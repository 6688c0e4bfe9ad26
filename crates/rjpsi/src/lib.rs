//! `rjpsi` builds flat analysis tables from generator-level particle listings of
//! $`H_b \to J/\psi\,\mu X`$ samples. It was written for the R(J/ψ) measurement, where the
//! shape of the missing-mass and $`q^2`$ distributions of the background has to be understood at
//! generator level before any detector simulation is involved.
//!
//! # Table of Contents
//! - [What It Does](#what-it-does)
//! - [Quick Start](#quick-start)
//! - [Data Format](#data-format)
//! - [Output](#output)
//! - [Command-Line Tool](#command-line-tool)
//!
//! # What It Does
//! For every event, each $`J/\psi`$ candidate is traced back through the decay graph to the
//! hadron it came from. Stable muons are split into those from the candidate and the rest, and
//! the leading muon of the rest is combined with the candidate into a three-body system. From
//! there the usual semileptonic observables are computed: the missing mass squared, the missing
//! transverse momentum, $`q^2`$ and the energy of the third muon in several rest frames. The same
//! quantities are also computed with the three-muon system rescaled to the $`B_c^+`$ mass, which
//! is what a reconstruction-level analysis would have access to. Flight distance, boost and
//! lifetime weights for the originating hadron complete the row.
//!
//! A row is written only when both signal muons and a third muon were found and the originating
//! hadron is a b hadron. Everything else is counted in the [`RunSummary`] and explained in the
//! `debug` log.
//!
//! # Quick Start
//! ```rust
//! use rjpsi::{data::test_event, Inspector, OutputRow};
//!
//! let inspector = Inspector::default();
//! let mut rows: Vec<OutputRow> = Vec::new();
//! let summary = inspector.run([Ok(test_event())], &mut rows).unwrap();
//! assert_eq!(summary.rows, 1);
//! println!("m2_miss = {}", rows[0].m2_miss);
//! ```
//!
//! Events are usually streamed from disk and rows written straight to a file:
//! ```rust,no_run
//! use rjpsi::{
//!     data::{read_parquet_events, EventReadOptions},
//!     Inspector, RowWriter, RowWriterOptions,
//! };
//!
//! let files = ["gen_0.parquet", "gen_1.parquet"];
//! let events = read_parquet_events(&files, &EventReadOptions::new()).unwrap();
//! let mut writer = RowWriter::create("rows.parquet", &RowWriterOptions::new()).unwrap();
//! let summary = Inspector::default().run(events, &mut writer).unwrap();
//! writer.close().unwrap();
//! println!("{summary}");
//! ```
//!
//! # Data Format
//! Input files hold one row per generated particle, with the particles of an event stored
//! contiguously. Events are separated wherever `(run, lumi, event)` changes.
//!
//! | Column name       | Data Type            | Interpretation                               |
//! | ----------------- | -------------------- | -------------------------------------------- |
//! | `run`             | any integer          | Run number                                   |
//! | `lumi`            | any integer          | Luminosity block                             |
//! | `event`           | any integer          | Event number                                 |
//! | `qscale`          | `Float32`/`Float64`  | Hard-process scale (optional)                |
//! | `weight`          | `Float32`/`Float64`  | Generator weight (optional, defaults to 1)   |
//! | `pdg_id`          | any integer          | Particle identity code                       |
//! | `status`          | any integer          | Generator status code                        |
//! | `charge`          | any integer          | Charge in units of $`e`$                     |
//! | `is_last_copy`    | `Boolean`            | Last-copy flag (optional, defaults to true)  |
//! | `is_hard_process` | `Boolean`            | Hard-process flag (optional, defaults to false) |
//! | `px`, `py`, `pz`, `e` | `Float32`/`Float64` | Four-momentum in GeV                      |
//! | `vx`, `vy`, `vz`  | `Float32`/`Float64`  | Production vertex in cm                      |
//! | `mothers`         | list of integers     | Event-local indices of the mothers           |
//! | `daughters`       | list of integers     | Event-local indices of the daughters         |
//!
//! [`data::write_parquet_events`] writes this layout.
//!
//! # Output
//! One flat table with the columns listed in [`OutputRow::COLUMNS`]. Quantities which could not
//! be computed for a candidate are NaN. The table is written as Parquet or as a ROOT TTree named
//! `tree`, depending on the file extension.
//!
//! # Command-Line Tool
//! The `rjpsi-inspect` binary wraps the whole pipeline:
//! ```shell
//! rjpsi-inspect gen_*.parquet --destination out --files-per-job 2 --jobid 3
//! ```
//! Run it with `--help` for the full list of options.
#![warn(clippy::perf, clippy::style, missing_docs)]

/// Generator-level events and their Parquet I/O.
pub mod data {
    pub use rjpsi_core::data::io::{
        read_parquet_events, select_job_files, write_parquet_events, EventReadOptions,
        EventReader, PARTICLE_COLUMNS,
    };
    pub use rjpsi_core::data::{
        test_event, EventHeader, GenEvent, GenEventBuilder, ParticleRecord, FINAL_STATE,
    };
}
/// Walking the decay graph of an event.
pub mod genealogy {
    pub use rjpsi_core::genealogy::*;
}
/// Flight, lifetime and missing-mass observables.
pub mod kinematics {
    pub use rjpsi_core::kinematics::*;
}
/// The flat analysis table and its writers.
pub mod output {
    pub use rjpsi_core::output::*;
    pub use rjpsi_core::row::{OutputRow, RowBuilder};
}
/// Utility functions, enums, and traits
pub mod utils {
    pub use rjpsi_core::utils::*;
}

pub use rjpsi_core::data::{EventHeader, GenEvent, ParticleRecord};
pub use rjpsi_core::genealogy::{Ancestry, AncestryRules};
pub use rjpsi_core::inspector::{Inspector, InspectorConfig, Outcome, Rejection, RunSummary};
pub use rjpsi_core::kinematics::{CtauReweighting, DecayGeometry, ThreeBodyObservables};
pub use rjpsi_core::output::{RowSink, RowWriter, RowWriterOptions};
pub use rjpsi_core::row::{OutputRow, RowBuilder};
pub use rjpsi_core::utils::enums::{FloatPrecision, OutputFormat};
pub use rjpsi_core::utils::pdg::{ParticleNamer, PdgTable};
pub use rjpsi_core::utils::vectors::{Vec3, Vec4};
pub use rjpsi_core::{RjpsiError, RjpsiResult};
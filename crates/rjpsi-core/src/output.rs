use std::{
    fs::File,
    path::{Path, PathBuf},
    sync::Arc,
};

use arrow::{
    array::{ArrayRef, Float32Array, Float64Array},
    datatypes::{DataType, Field, Schema},
    record_batch::RecordBatch,
};
use oxyroot::{RootFile, WriterTree};
use parquet::arrow::{arrow_reader::ParquetRecordBatchReaderBuilder, ArrowWriter};
use tracing::{info, warn};

use crate::{
    data::io::{canonicalize_path, expand_output_path, float_column},
    row::OutputRow,
    utils::enums::{FloatPrecision, OutputFormat},
    RjpsiError, RjpsiResult,
};

const DEFAULT_WRITE_BATCH_SIZE: usize = 10_000;

/// The default name of the flat table inside ROOT files.
pub const DEFAULT_TREE_NAME: &str = "tree";

/// Somewhere to put [`OutputRow`]s.
pub trait RowSink {
    /// Append one row. Rows are never revisited once appended.
    fn append(&mut self, row: OutputRow) -> RjpsiResult<()>;
}

impl RowSink for Vec<OutputRow> {
    fn append(&mut self, row: OutputRow) -> RjpsiResult<()> {
        self.push(row);
        Ok(())
    }
}

/// Options for writing the flat table.
#[derive(Clone, Debug)]
pub struct RowWriterOptions {
    /// Number of rows to include in each Parquet batch.
    pub batch_size: usize,
    /// Floating-point precision to use for persisted columns.
    pub precision: FloatPrecision,
    /// Tree name to use when writing ROOT files.
    pub tree: Option<String>,
    /// Force a format instead of guessing it from the file extension.
    pub format: Option<OutputFormat>,
}

impl Default for RowWriterOptions {
    fn default() -> Self {
        Self {
            batch_size: DEFAULT_WRITE_BATCH_SIZE,
            precision: FloatPrecision::default(),
            tree: None,
            format: None,
        }
    }
}

impl RowWriterOptions {
    pub fn new() -> Self {
        Self::default()
    }

    /// Override the batch size used for writing; defaults to 10_000.
    pub fn batch_size(mut self, batch_size: usize) -> Self {
        self.batch_size = batch_size;
        self
    }

    /// Select the floating-point precision for persisted columns.
    pub fn precision(mut self, precision: FloatPrecision) -> Self {
        self.precision = precision;
        self
    }

    /// Set the ROOT tree name (defaults to \"tree\").
    pub fn tree<S: Into<String>>(mut self, name: S) -> Self {
        self.tree = Some(name.into());
        self
    }

    pub fn format(mut self, format: OutputFormat) -> Self {
        self.format = Some(format);
        self
    }
}

fn row_schema(precision: FloatPrecision) -> Schema {
    let dtype = match precision {
        FloatPrecision::F64 => DataType::Float64,
        FloatPrecision::F32 => DataType::Float32,
    };
    Schema::new(
        OutputRow::COLUMNS
            .iter()
            .map(|name| Field::new(*name, dtype.clone(), true))
            .collect::<Vec<_>>(),
    )
}

fn rows_to_record_batch(
    rows: &[OutputRow],
    schema: Arc<Schema>,
    precision: FloatPrecision,
) -> arrow::error::Result<RecordBatch> {
    let values: Vec<Vec<f64>> = rows.iter().map(OutputRow::values).collect();
    let columns: Vec<ArrayRef> = (0..OutputRow::COLUMNS.len())
        .map(|column| -> ArrayRef {
            let column_values = values.iter().map(|row| row[column]);
            match precision {
                FloatPrecision::F64 => Arc::new(Float64Array::from_iter_values(column_values)),
                FloatPrecision::F32 => Arc::new(Float32Array::from_iter_values(
                    column_values.map(|value| value as f32),
                )),
            }
        })
        .collect();
    RecordBatch::try_new(schema, columns)
}

/// Streams rows into a Parquet file in batches.
pub struct ParquetRowWriter {
    path: PathBuf,
    writer: ArrowWriter<File>,
    schema: Arc<Schema>,
    precision: FloatPrecision,
    batch_size: usize,
    buffer: Vec<OutputRow>,
    n_rows: usize,
}

impl ParquetRowWriter {
    pub fn create(path: &Path, options: &RowWriterOptions) -> RjpsiResult<Self> {
        let schema = Arc::new(row_schema(options.precision));
        let file = File::create(path)?;
        let writer = ArrowWriter::try_new(file, schema.clone(), None)
            .map_err(|err| RjpsiError::Custom(format!("Failed to create Parquet writer: {err}")))?;
        let batch_size = options.batch_size.max(1);
        Ok(Self {
            path: path.to_path_buf(),
            writer,
            schema,
            precision: options.precision,
            batch_size,
            buffer: Vec::with_capacity(batch_size),
            n_rows: 0,
        })
    }

    fn flush(&mut self) -> RjpsiResult<()> {
        if self.buffer.is_empty() {
            return Ok(());
        }
        let batch = rows_to_record_batch(&self.buffer, self.schema.clone(), self.precision)
            .map_err(|err| RjpsiError::Custom(format!("Failed to build Parquet batch: {err}")))?;
        self.writer
            .write(&batch)
            .map_err(|err| RjpsiError::Custom(format!("Failed to write Parquet batch: {err}")))?;
        self.n_rows += self.buffer.len();
        self.buffer.clear();
        Ok(())
    }

    /// Write any buffered rows and finalise the file. Returns the number of rows written.
    pub fn close(mut self) -> RjpsiResult<usize> {
        self.flush()?;
        self.writer
            .close()
            .map_err(|err| RjpsiError::Custom(format!("Failed to finalise Parquet file: {err}")))?;
        info!(path = %self.path.display(), n_rows = self.n_rows, "closed Parquet table");
        Ok(self.n_rows)
    }
}

impl RowSink for ParquetRowWriter {
    fn append(&mut self, row: OutputRow) -> RjpsiResult<()> {
        self.buffer.push(row);
        if self.buffer.len() >= self.batch_size {
            self.flush()?;
        }
        Ok(())
    }
}

trait FromF64 {
    fn from_f64(value: f64) -> Self;
}

impl FromF64 for f64 {
    fn from_f64(value: f64) -> Self {
        value
    }
}

impl FromF64 for f32 {
    fn from_f64(value: f64) -> Self {
        value as f32
    }
}

fn map_root_error<E: std::fmt::Display>(context: &str, err: E) -> RjpsiError {
    RjpsiError::Custom(format!("{context}: {err}"))
}

/// Collects rows and writes them as one flat ROOT tree when closed.
///
/// The output file is created up front, so an unwritable destination fails before any event
/// is processed.
pub struct RootRowWriter {
    path: PathBuf,
    tree_name: String,
    precision: FloatPrecision,
    rows: Vec<OutputRow>,
}

impl RootRowWriter {
    pub fn create(path: &Path, options: &RowWriterOptions) -> RjpsiResult<Self> {
        File::create(path)?;
        Ok(Self {
            path: path.to_path_buf(),
            tree_name: options
                .tree
                .clone()
                .unwrap_or_else(|| DEFAULT_TREE_NAME.to_string()),
            precision: options.precision,
            rows: Vec::new(),
        })
    }

    fn write_with_type<T>(&self) -> RjpsiResult<()>
    where
        T: FromF64 + oxyroot::Marshaler + 'static,
    {
        let mut file = RootFile::create(&self.path).map_err(|err| {
            map_root_error(
                &format!("Failed to create ROOT file '{}'", self.path.display()),
                err,
            )
        })?;
        let mut tree = WriterTree::new(self.tree_name.as_str());
        let values: Vec<Vec<f64>> = self.rows.iter().map(OutputRow::values).collect();
        for (column, name) in OutputRow::COLUMNS.iter().enumerate() {
            let branch: Vec<T> = values.iter().map(|row| T::from_f64(row[column])).collect();
            tree.new_branch(name.to_string(), branch.into_iter());
        }
        tree.write(&mut file).map_err(|err| {
            map_root_error(
                &format!(
                    "Failed to write ROOT tree '{}' to '{}'",
                    self.tree_name,
                    self.path.display()
                ),
                err,
            )
        })?;
        file.close().map_err(|err| {
            map_root_error(
                &format!("Failed to close ROOT file '{}'", self.path.display()),
                err,
            )
        })?;
        Ok(())
    }

    /// Write the tree and close the file. Returns the number of rows written.
    pub fn close(self) -> RjpsiResult<usize> {
        match self.precision {
            FloatPrecision::F64 => self.write_with_type::<f64>()?,
            FloatPrecision::F32 => self.write_with_type::<f32>()?,
        }
        info!(
            path = %self.path.display(),
            tree = %self.tree_name,
            n_rows = self.rows.len(),
            "closed ROOT table"
        );
        Ok(self.rows.len())
    }
}

impl RowSink for RootRowWriter {
    fn append(&mut self, row: OutputRow) -> RjpsiResult<()> {
        self.rows.push(row);
        Ok(())
    }
}

/// The flat analysis table, in whichever format was requested.
pub enum RowWriter {
    Parquet(ParquetRowWriter),
    Root(RootRowWriter),
}

impl RowWriter {
    /// Open the table at `file_path` (expanded with [`shellexpand::full`]).
    ///
    /// The format is [`RowWriterOptions::format`] if set, otherwise it follows the file
    /// extension, falling back to Parquet.
    pub fn create(file_path: &str, options: &RowWriterOptions) -> RjpsiResult<Self> {
        let path = expand_output_path(file_path)?;
        let format = match options.format.or_else(|| OutputFormat::from_path(&path)) {
            Some(format) => format,
            None => {
                warn!(path = %path.display(), "unrecognised extension, writing Parquet");
                OutputFormat::Parquet
            }
        };
        info!(
            path = %path.display(),
            %format,
            precision = %options.precision,
            "opening output table"
        );
        Ok(match format {
            OutputFormat::Parquet => Self::Parquet(ParquetRowWriter::create(&path, options)?),
            OutputFormat::Root => Self::Root(RootRowWriter::create(&path, options)?),
        })
    }

    pub fn format(&self) -> OutputFormat {
        match self {
            Self::Parquet(_) => OutputFormat::Parquet,
            Self::Root(_) => OutputFormat::Root,
        }
    }

    /// Finalise the table. Returns the number of rows written.
    pub fn close(self) -> RjpsiResult<usize> {
        match self {
            Self::Parquet(writer) => writer.close(),
            Self::Root(writer) => writer.close(),
        }
    }
}

impl RowSink for RowWriter {
    fn append(&mut self, row: OutputRow) -> RjpsiResult<()> {
        match self {
            Self::Parquet(writer) => writer.append(row),
            Self::Root(writer) => writer.append(row),
        }
    }
}

/// Load a flat table written by [`ParquetRowWriter`].
pub fn read_parquet_rows(file_path: &str) -> RjpsiResult<Vec<OutputRow>> {
    let path = canonicalize_path(file_path)?;
    let reader = ParquetRecordBatchReaderBuilder::try_new(File::open(path)?)?.build()?;
    let mut rows = Vec::new();
    for batch in reader {
        let batch = batch?;
        let columns = OutputRow::COLUMNS
            .iter()
            .map(|name| float_column(&batch, name))
            .collect::<RjpsiResult<Vec<_>>>()?;
        let mut values = vec![0.0; columns.len()];
        for row in 0..batch.num_rows() {
            for (value, column) in values.iter_mut().zip(&columns) {
                *value = column.value(row);
            }
            rows.extend(OutputRow::from_values(&values));
        }
    }
    Ok(rows)
}
impl ParticleBatchBuilder {
    fn append_event(&mut self, event: &GenEvent) -> RjpsiResult<()> {
        let header = event.header();
        for particle in event.particles() {
            self.run.append_value(header.run);
            self.lumi.append_value(header.lumi);
            self.event.append_value(header.event);
            self.qscale.append_value(header.qscale);
            self.weight.append_value(header.weight);
            self.pdg_id.append_value(particle.pdg_id);
            self.status.append_value(particle.status);
            self.charge.append_value(particle.charge);
            self.last_copy.append_value(particle.last_copy);
            self.hard_process.append_value(particle.hard_process);
            let p4 = [particle.p4.x, particle.p4.y, particle.p4.z, particle.p4.t];
            for (builder, value) in self.p4.iter_mut().zip(p4) {
                builder.append_value(value);
            }
            let vertex = [particle.vertex.x, particle.vertex.y, particle.vertex.z];
            for (builder, value) in self.vertex.iter_mut().zip(vertex) {
                builder.append_value(value);
            }
            for (builder, indices) in [
                (&mut self.mothers, &particle.mothers),
                (&mut self.daughters, &particle.daughters),
            ] {
                for &index in indices {
                    let index = i32::try_from(index).map_err(|_| {
                        RjpsiError::Custom(format!("Particle index {index} does not fit in i32"))
                    })?;
                    builder.values().append_value(index);
                }
                builder.append(true);
            }
        }
        Ok(())
    }

    fn finish(&mut self, schema: Arc<Schema>) -> arrow::error::Result<RecordBatch> {
        let mut columns: Vec<ArrayRef> = vec![
            Arc::new(self.run.finish()),
            Arc::new(self.lumi.finish()),
            Arc::new(self.event.finish()),
            Arc::new(self.qscale.finish()),
            Arc::new(self.weight.finish()),
            Arc::new(self.pdg_id.finish()),
            Arc::new(self.status.finish()),
            Arc::new(self.charge.finish()),
            Arc::new(self.last_copy.finish()),
            Arc::new(self.hard_process.finish()),
        ];
        for builder in self.p4.iter_mut().chain(self.vertex.iter_mut()) {
            columns.push(Arc::new(builder.finish()));
        }
        columns.push(Arc::new(self.mothers.finish()));
        columns.push(Arc::new(self.daughters.finish()));
        RecordBatch::try_new(schema, columns)
    }
}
^^^^^^^^^^^^^^^^
TASK: Please return every line of the records that contains the word "RjpsiError".

EXPECTED ANSWER:
pub use rjpsi_core::{RjpsiError, RjpsiResult};
    RjpsiError, RjpsiResult,
            .map_err(|err| RjpsiError::Custom(format!("Failed to create Parquet writer: {err}")))?;
            .map_err(|err| RjpsiError::Custom(format!("Failed to build Parquet batch: {err}")))?;
            .map_err(|err| RjpsiError::Custom(format!("Failed to write Parquet batch: {err}")))?;
            .map_err(|err| RjpsiError::Custom(format!("Failed to finalise Parquet file: {err}")))?;
fn map_root_error<E: std::fmt::Display>(context: &str, err: E) -> RjpsiError {
    RjpsiError::Custom(format!("{context}: {err}"))
                        RjpsiError::Custom(format!("Particle index {index} does not fit in i32"))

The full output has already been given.